use super::VisitMut;
use serde_json::Value;

/// Recursively visit all string leaves mutably
///
/// Object keys are not visited, only values.
pub trait VisitStringsMut {
    fn visit_strings_mut(&mut self, visitor: &mut dyn VisitMut<String>);
}

impl VisitStringsMut for Value {
    fn visit_strings_mut(&mut self, visitor: &mut dyn VisitMut<String>) {
        match self {
            Value::String(s) => visitor.visit_mut(s),
            Value::Array(array) => {
                for value in array {
                    value.visit_strings_mut(visitor);
                }
            }
            Value::Object(object) => {
                for value in object.values_mut() {
                    value.visit_strings_mut(visitor);
                }
            }
            Value::Null | Value::Bool(_) | Value::Number(_) => {}
        }
    }
}
//! prodconf cli interface

use clap::{Args, Parser, Subcommand, ValueEnum};
use prodconf::scope::Namespace;
use std::fmt::Formatter;
use std::path::PathBuf;

#[derive(Parser, Debug)]
#[command(author, version, about, long_about = None)]
pub struct Cli {
    /// Change the work directory
    ///
    /// Can be specified multiple times. Note that all
    /// paths on the way to the final path must exist.
    ///
    /// This is equivalent to running { cd <directory>; prodconf ... }
    #[clap(short = 'C', long = "directory", global(true))]
    pub directory: Vec<PathBuf>,

    #[clap(flatten)]
    pub context: ContextArgs,

    #[command(subcommand)]
    pub command: Command,
}

#[derive(Args, Debug)]
pub struct ContextArgs {
    /// Configuration root, site/node/service locations are relative to it
    ///
    /// Can be specified multiple times or as a `:` separated list, roots are searched in order.
    /// Defaults to `/`.
    #[clap(
        short = 'r',
        long = "root",
        env = "PRODCONF_ROOTS",
        value_delimiter = ':',
        global(true)
    )]
    pub roots: Vec<PathBuf>,

    /// Node name
    ///
    /// Defaults to the short host name.
    #[clap(short = 'n', long = "node", env = "PRODCONF_NODE", global(true))]
    pub node: Option<String>,

    /// Upper bound for evaluation passes per document
    #[clap(long = "max-passes", global(true))]
    pub max_passes: Option<usize>,

    /// Do not warn about expressions that evaluate to (undef)
    #[clap(long = "quiet-undef", global(true))]
    pub quiet_undef: bool,
}

#[derive(Subcommand, Debug)]
pub enum Command {
    /// Resolve a key path through node, service and site
    ///
    /// The key path is either dotted (`listen.http|https.port`, where `|` separates
    /// alternatives) or a JSON array (`["listen", ["http", "https"], "port"]`).
    Var(VarCommand),

    /// Print an evaluated (or raw) document
    Dump(DumpCommand),

    /// Evaluate a single expression
    ///
    /// The expression sees `doc` (the node document), `node`, `site` and, with --service,
    /// `service`.
    Eval(EvalCommand),
}

#[derive(Parser, Debug)]
pub struct VarCommand {
    /// Key path to resolve
    pub key_path: String,

    /// Resolve on behalf of this service
    #[clap(short = 's', long = "service")]
    pub service: Option<String>,

    #[arg(long = "namespace", default_value_t)]
    pub namespace: NamespaceArg,

    #[clap(flatten)]
    pub output: OutputArgs,
}

#[derive(Parser, Debug)]
pub struct DumpCommand {
    #[arg(value_enum)]
    pub scope: DumpScope,

    /// Service name, required for `dump service`
    #[arg(required_if_eq("scope", "service"))]
    pub name: Option<String>,

    /// Print the document as loaded, before evaluation
    #[clap(long = "raw")]
    pub raw: bool,

    #[clap(flatten)]
    pub output: OutputArgs,
}

#[derive(Parser, Debug)]
pub struct EvalCommand {
    /// Expression to evaluate, without the surrounding `[eval:` and `]`
    pub expression: String,

    #[clap(short = 's', long = "service")]
    pub service: Option<String>,

    #[clap(flatten)]
    pub output: OutputArgs,
}

#[derive(Parser, Debug)]
pub struct OutputArgs {
    #[arg(short = 'F', long = "output-format", default_value_t)]
    pub format: OutputFormat,
}

#[derive(ValueEnum, Clone, Default, Debug)]
pub enum OutputFormat {
    #[default]
    Json,
    Yaml,
}

impl std::fmt::Display for OutputFormat {
    fn fmt(&self, f: &mut Formatter<'_>) -> std::fmt::Result {
        match self {
            OutputFormat::Json => f.write_str("json"),
            OutputFormat::Yaml => f.write_str("yaml"),
        }
    }
}

#[derive(ValueEnum, Clone, Copy, Default, Debug)]
pub enum NamespaceArg {
    #[default]
    Plain,
    Dbms,
    Telemetry,
}

impl std::fmt::Display for NamespaceArg {
    fn fmt(&self, f: &mut Formatter<'_>) -> std::fmt::Result {
        match self {
            NamespaceArg::Plain => f.write_str("plain"),
            NamespaceArg::Dbms => f.write_str("dbms"),
            NamespaceArg::Telemetry => f.write_str("telemetry"),
        }
    }
}

impl From<NamespaceArg> for Namespace {
    fn from(value: NamespaceArg) -> Self {
        match value {
            NamespaceArg::Plain => Namespace::None,
            NamespaceArg::Dbms => Namespace::DBMS,
            NamespaceArg::Telemetry => Namespace::TELEMETRY,
        }
    }
}

#[derive(ValueEnum, Clone, Copy, Debug, PartialEq, Eq)]
pub enum DumpScope {
    Site,
    Node,
    Service,
}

· · ·

- WHAT THE TASK ASKS -
In the listing above, each line with the word "Telemetry" is to be copied out.

- EXPECTED OUTPUT -
    Telemetry,
            NamespaceArg::Telemetry => f.write_str("telemetry"),
            NamespaceArg::Telemetry => Namespace::TELEMETRY,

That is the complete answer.